**Problem details**
Extract every line below that contains the word "must".

**Data shown**

········

//! Error types for credential resolution and interceptor configuration

use thiserror::Error;

/// Errors a [`CredentialValidator`](crate::CredentialValidator) may return
///
/// The interceptor never surfaces these to the caller directly. `Invalid`
/// always degrades the call to anonymous; the other variants are subject to
/// the configured [`FailurePolicy`](crate::FailurePolicy).
#[derive(Debug, Error)]
pub enum CredentialError {
    /// Token is malformed, expired, revoked or unknown
    #[error("invalid credential: {0}")]
    Invalid(String),

    /// Validation backend could not be reached or timed out
    #[error("credential service unavailable: {0}")]
    Unavailable(String),

    /// Unexpected validator failure
    #[error("credential service internal error: {0}")]
    Internal(String),
}

impl CredentialError {
    /// Create an invalid-credential error
    pub fn invalid(msg: impl Into<String>) -> Self {
        Self::Invalid(msg.into())
    }

    /// Create a service-unavailable error
    pub fn unavailable(msg: impl Into<String>) -> Self {
        Self::Unavailable(msg.into())
    }

    /// Create an internal error
    pub fn internal(msg: impl Into<String>) -> Self {
        Self::Internal(msg.into())
    }

    /// Whether the failure lies with the credential rather than the service
    pub fn is_invalid_credential(&self) -> bool {
        matches!(self, Self::Invalid(_))
    }
}

/// Errors raised while loading [`InterceptorConfig`](crate::InterceptorConfig)
#[derive(Debug, Error)]
pub enum ConfigError {
    #[error("invalid credential header name '{0}': must be a lowercase ASCII metadata key")]
    InvalidHeader(String),

    #[error("principal attribute name must not be empty")]
    EmptyAttribute,

    #[error("invalid value for {var}: {value}")]
    InvalidValue { var: &'static str, value: String },
}

#[cfg(test)]
mod tests {
    use super::*;

    #[test]
    fn test_invalid_credential_classification() {
        assert!(CredentialError::invalid("expired").is_invalid_credential());
        assert!(!CredentialError::unavailable("timeout").is_invalid_credential());
        assert!(!CredentialError::internal("boom").is_invalid_credential());
    }

    #[test]
    fn test_error_messages() {
        let err = CredentialError::invalid("token expired");
        assert_eq!(err.to_string(), "invalid credential: token expired");

        let err = ConfigError::InvalidValue {
            var: "PRINCIPAL_RESOLVE_TIMEOUT_MS",
            value: "soon".to_string(),
        };
        assert!(err.to_string().contains("PRINCIPAL_RESOLVE_TIMEOUT_MS"));
    }
}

········

**Solution below**
    #[error("invalid credential header name '{0}': must be a lowercase ASCII metadata key")]
    #[error("principal attribute name must not be empty")]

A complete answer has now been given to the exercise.